§ ABOUT THIS TASK
Line count for the string "view": state how many lines in the records below hold it, giving only the number.

Saved entries:
== Segment start ==
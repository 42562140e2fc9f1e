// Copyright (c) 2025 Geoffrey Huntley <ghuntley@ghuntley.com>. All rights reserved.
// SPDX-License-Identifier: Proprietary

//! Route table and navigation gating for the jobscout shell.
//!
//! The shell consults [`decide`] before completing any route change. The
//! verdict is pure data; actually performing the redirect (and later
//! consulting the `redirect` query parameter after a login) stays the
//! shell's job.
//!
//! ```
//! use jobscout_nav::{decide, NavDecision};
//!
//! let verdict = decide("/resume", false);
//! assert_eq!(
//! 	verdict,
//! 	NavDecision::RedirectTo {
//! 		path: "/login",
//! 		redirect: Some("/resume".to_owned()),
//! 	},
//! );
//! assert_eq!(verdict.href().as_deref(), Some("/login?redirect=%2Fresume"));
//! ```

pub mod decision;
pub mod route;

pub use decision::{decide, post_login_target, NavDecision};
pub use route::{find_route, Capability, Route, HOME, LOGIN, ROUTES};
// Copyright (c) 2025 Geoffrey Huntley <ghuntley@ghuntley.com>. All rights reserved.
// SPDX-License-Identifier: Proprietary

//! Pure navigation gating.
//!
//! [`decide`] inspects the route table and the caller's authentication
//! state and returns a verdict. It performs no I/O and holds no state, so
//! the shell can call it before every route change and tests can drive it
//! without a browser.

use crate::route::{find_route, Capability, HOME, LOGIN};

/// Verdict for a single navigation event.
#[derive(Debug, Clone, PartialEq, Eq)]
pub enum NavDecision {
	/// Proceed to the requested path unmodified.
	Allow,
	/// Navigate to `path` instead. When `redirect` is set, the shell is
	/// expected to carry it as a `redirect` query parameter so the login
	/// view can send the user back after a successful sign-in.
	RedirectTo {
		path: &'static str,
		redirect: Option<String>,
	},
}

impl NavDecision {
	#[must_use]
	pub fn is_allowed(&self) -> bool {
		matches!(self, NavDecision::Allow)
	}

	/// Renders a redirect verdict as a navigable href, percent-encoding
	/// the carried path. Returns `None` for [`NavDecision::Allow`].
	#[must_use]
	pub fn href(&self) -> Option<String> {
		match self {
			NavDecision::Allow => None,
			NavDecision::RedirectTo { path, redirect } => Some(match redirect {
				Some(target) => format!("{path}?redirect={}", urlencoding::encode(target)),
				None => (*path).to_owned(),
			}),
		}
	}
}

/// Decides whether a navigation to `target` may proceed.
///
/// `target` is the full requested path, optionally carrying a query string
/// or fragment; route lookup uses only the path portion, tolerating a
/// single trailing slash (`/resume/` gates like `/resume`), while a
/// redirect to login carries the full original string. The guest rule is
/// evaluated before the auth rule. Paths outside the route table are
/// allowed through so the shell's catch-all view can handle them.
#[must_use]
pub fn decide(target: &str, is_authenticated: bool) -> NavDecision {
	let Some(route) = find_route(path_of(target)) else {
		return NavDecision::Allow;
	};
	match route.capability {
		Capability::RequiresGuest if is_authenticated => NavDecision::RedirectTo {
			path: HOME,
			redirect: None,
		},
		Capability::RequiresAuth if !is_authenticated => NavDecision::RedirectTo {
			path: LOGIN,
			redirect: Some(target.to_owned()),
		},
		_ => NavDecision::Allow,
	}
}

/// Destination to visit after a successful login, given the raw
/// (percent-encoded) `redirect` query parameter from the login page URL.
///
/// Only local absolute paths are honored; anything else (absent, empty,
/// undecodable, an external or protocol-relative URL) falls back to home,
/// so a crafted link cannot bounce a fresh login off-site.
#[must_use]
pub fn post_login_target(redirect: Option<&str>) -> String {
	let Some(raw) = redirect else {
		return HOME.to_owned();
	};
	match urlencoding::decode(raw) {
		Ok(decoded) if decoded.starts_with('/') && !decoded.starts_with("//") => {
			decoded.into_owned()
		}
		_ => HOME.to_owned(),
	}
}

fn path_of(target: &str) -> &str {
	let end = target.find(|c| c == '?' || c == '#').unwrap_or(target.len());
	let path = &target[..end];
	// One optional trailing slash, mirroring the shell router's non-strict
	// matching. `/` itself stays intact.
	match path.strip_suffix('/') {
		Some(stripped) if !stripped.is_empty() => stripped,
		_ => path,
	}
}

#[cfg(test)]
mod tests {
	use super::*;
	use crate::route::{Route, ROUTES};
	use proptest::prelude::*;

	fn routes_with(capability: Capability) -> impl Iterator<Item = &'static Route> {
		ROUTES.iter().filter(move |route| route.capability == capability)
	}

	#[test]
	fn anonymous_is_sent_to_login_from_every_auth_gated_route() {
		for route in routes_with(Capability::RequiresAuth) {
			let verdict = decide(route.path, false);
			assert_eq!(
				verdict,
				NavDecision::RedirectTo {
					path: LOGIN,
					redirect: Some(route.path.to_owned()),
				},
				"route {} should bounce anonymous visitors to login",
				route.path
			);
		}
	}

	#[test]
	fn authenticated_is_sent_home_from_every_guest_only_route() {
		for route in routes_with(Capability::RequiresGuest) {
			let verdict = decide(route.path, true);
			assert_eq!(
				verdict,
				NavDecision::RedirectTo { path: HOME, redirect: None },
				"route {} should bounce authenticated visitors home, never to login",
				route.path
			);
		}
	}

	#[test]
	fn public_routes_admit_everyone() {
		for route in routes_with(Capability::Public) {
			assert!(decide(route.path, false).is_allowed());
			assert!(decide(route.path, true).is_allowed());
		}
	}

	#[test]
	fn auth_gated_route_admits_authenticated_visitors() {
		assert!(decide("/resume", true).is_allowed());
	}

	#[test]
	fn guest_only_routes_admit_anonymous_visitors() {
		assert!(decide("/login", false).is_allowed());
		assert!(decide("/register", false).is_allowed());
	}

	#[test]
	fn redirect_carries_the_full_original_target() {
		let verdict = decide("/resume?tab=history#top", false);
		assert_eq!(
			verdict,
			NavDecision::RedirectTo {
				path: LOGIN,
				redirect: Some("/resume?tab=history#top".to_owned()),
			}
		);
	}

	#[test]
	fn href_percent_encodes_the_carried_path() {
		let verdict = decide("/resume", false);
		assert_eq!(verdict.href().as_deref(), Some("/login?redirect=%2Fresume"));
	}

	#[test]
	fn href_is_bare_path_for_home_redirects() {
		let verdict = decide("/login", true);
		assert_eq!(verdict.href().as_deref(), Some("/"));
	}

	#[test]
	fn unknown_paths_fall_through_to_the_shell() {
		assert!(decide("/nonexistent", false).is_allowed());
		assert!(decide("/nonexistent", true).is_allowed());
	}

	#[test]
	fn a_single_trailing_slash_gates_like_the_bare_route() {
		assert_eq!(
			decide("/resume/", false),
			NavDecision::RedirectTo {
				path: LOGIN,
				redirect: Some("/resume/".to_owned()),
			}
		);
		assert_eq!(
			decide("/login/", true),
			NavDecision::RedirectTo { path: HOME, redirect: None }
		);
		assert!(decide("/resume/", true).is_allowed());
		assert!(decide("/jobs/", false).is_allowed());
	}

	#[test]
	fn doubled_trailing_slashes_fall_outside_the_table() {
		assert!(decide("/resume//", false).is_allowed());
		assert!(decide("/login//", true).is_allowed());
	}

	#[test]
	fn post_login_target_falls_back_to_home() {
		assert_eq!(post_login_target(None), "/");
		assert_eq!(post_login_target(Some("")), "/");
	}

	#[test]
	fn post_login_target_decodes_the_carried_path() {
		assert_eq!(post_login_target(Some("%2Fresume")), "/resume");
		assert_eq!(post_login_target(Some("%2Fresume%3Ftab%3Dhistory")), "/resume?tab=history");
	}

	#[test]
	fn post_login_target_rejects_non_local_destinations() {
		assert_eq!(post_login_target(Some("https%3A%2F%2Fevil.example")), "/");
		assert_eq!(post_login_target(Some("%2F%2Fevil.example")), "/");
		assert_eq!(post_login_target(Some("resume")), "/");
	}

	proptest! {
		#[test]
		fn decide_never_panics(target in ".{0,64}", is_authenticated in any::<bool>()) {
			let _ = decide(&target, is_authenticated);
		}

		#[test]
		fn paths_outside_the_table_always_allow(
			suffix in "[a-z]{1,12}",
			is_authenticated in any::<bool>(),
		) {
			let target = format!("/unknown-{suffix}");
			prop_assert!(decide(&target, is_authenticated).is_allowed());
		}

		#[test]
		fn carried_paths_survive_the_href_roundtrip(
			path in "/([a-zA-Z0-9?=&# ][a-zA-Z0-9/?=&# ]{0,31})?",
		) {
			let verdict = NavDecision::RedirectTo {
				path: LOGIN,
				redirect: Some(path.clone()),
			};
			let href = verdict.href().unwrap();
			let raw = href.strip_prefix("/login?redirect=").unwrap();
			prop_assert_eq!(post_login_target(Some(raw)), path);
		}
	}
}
== Segment end ==
§ SOLUTION TO THIS EXERCISE
2